[Stored items]
____

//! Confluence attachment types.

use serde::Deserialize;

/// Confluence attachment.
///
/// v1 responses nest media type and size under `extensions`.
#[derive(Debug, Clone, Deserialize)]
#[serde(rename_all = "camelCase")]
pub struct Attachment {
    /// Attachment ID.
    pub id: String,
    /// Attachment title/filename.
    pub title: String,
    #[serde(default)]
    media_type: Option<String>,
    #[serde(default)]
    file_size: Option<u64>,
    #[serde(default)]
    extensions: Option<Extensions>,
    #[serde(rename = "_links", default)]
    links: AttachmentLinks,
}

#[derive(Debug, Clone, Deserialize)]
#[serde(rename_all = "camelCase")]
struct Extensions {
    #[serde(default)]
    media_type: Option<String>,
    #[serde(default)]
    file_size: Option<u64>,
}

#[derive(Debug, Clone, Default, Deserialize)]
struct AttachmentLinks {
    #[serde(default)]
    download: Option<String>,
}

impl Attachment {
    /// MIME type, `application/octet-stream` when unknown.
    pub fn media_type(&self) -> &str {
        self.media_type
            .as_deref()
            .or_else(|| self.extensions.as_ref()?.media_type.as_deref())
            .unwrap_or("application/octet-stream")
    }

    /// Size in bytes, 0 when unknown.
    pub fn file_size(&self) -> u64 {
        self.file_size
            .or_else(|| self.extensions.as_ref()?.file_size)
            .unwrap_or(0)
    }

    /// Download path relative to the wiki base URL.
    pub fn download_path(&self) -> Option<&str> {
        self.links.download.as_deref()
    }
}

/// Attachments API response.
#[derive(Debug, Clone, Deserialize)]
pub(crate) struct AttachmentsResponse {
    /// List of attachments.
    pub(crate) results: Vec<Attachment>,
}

____

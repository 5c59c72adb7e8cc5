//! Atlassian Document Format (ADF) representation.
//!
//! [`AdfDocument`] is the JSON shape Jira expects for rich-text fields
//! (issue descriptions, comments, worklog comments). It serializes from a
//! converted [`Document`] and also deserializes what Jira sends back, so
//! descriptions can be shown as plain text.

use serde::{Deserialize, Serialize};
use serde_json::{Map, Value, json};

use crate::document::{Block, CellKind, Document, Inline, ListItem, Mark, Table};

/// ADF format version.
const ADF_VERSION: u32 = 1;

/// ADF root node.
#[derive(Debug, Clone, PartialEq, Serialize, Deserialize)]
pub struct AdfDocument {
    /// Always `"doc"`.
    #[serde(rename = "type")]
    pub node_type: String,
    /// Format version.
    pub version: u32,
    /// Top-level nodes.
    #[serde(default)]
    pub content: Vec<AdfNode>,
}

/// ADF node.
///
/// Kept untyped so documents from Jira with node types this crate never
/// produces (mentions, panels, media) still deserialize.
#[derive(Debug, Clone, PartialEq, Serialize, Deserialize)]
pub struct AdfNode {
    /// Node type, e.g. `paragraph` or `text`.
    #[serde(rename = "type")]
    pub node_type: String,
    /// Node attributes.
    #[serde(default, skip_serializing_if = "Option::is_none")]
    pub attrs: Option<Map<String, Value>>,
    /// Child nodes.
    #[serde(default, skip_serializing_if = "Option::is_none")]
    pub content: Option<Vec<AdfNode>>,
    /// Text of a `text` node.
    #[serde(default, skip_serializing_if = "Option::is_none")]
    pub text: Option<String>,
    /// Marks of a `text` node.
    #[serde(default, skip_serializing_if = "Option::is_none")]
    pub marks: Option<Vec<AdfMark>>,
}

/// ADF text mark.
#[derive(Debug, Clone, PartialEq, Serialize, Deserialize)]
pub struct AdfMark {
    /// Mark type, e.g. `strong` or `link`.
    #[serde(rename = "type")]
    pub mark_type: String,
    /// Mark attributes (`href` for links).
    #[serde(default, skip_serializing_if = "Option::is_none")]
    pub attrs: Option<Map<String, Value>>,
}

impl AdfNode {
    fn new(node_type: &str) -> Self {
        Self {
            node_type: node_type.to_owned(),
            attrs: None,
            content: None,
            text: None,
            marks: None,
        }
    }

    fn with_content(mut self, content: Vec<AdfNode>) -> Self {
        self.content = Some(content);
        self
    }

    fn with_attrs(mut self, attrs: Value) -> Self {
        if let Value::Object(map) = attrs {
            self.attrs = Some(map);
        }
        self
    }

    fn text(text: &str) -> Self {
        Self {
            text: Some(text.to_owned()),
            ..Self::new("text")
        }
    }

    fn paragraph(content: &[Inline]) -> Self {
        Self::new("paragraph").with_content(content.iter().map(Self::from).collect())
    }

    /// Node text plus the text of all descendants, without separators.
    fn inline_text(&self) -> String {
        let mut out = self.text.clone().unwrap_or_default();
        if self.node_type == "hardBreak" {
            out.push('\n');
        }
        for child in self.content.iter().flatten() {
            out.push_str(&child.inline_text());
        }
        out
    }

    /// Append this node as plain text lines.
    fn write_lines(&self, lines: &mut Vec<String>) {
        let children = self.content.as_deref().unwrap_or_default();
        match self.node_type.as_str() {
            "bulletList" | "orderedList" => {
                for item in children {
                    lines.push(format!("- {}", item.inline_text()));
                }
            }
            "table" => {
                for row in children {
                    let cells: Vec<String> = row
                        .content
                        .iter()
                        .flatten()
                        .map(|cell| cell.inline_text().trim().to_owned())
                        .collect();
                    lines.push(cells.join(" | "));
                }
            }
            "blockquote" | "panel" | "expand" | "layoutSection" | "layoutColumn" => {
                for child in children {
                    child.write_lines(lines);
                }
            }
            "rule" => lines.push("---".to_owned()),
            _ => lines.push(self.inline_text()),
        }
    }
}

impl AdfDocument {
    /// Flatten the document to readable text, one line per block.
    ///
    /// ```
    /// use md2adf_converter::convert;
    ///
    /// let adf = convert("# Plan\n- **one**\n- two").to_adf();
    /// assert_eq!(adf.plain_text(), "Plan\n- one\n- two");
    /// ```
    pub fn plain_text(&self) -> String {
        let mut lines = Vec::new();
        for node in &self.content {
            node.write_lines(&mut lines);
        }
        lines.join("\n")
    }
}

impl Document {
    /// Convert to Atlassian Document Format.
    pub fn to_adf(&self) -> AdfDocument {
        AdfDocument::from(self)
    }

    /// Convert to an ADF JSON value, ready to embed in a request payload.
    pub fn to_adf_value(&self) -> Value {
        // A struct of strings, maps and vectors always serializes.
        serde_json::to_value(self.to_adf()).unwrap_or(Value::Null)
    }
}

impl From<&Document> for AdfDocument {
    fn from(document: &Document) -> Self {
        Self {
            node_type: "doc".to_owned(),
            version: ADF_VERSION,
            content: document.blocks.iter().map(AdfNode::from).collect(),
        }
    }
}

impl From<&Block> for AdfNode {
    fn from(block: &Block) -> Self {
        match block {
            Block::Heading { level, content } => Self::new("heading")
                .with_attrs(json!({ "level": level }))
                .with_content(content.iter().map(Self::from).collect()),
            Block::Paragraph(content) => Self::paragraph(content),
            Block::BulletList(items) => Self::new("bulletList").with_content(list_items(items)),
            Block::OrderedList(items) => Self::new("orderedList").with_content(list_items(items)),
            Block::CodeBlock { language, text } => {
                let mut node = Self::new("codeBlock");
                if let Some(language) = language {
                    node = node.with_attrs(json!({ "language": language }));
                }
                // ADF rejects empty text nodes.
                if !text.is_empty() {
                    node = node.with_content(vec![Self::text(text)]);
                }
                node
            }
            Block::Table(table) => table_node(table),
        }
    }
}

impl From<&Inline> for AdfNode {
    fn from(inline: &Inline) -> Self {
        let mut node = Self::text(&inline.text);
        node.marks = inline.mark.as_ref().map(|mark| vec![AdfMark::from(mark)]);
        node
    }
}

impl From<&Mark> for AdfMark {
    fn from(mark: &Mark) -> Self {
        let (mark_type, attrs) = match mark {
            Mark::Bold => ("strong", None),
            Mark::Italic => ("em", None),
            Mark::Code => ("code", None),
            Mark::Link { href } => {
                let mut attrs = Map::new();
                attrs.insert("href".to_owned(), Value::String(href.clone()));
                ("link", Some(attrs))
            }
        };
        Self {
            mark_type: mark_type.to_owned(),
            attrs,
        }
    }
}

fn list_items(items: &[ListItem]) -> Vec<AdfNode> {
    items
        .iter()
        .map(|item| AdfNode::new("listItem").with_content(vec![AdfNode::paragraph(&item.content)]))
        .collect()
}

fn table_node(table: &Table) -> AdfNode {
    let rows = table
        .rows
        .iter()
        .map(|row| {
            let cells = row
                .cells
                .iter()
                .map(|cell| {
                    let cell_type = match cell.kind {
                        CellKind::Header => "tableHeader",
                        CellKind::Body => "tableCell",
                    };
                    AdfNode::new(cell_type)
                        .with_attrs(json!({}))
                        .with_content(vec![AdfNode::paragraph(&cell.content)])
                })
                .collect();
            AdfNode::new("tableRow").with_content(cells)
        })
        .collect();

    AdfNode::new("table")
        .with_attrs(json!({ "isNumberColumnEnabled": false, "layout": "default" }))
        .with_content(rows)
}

____

*WHAT IS REQUIRED*.
Each line above that contains "href" counts once; report the resulting number and nothing else.

*PROBLEM SOLUTION*.
3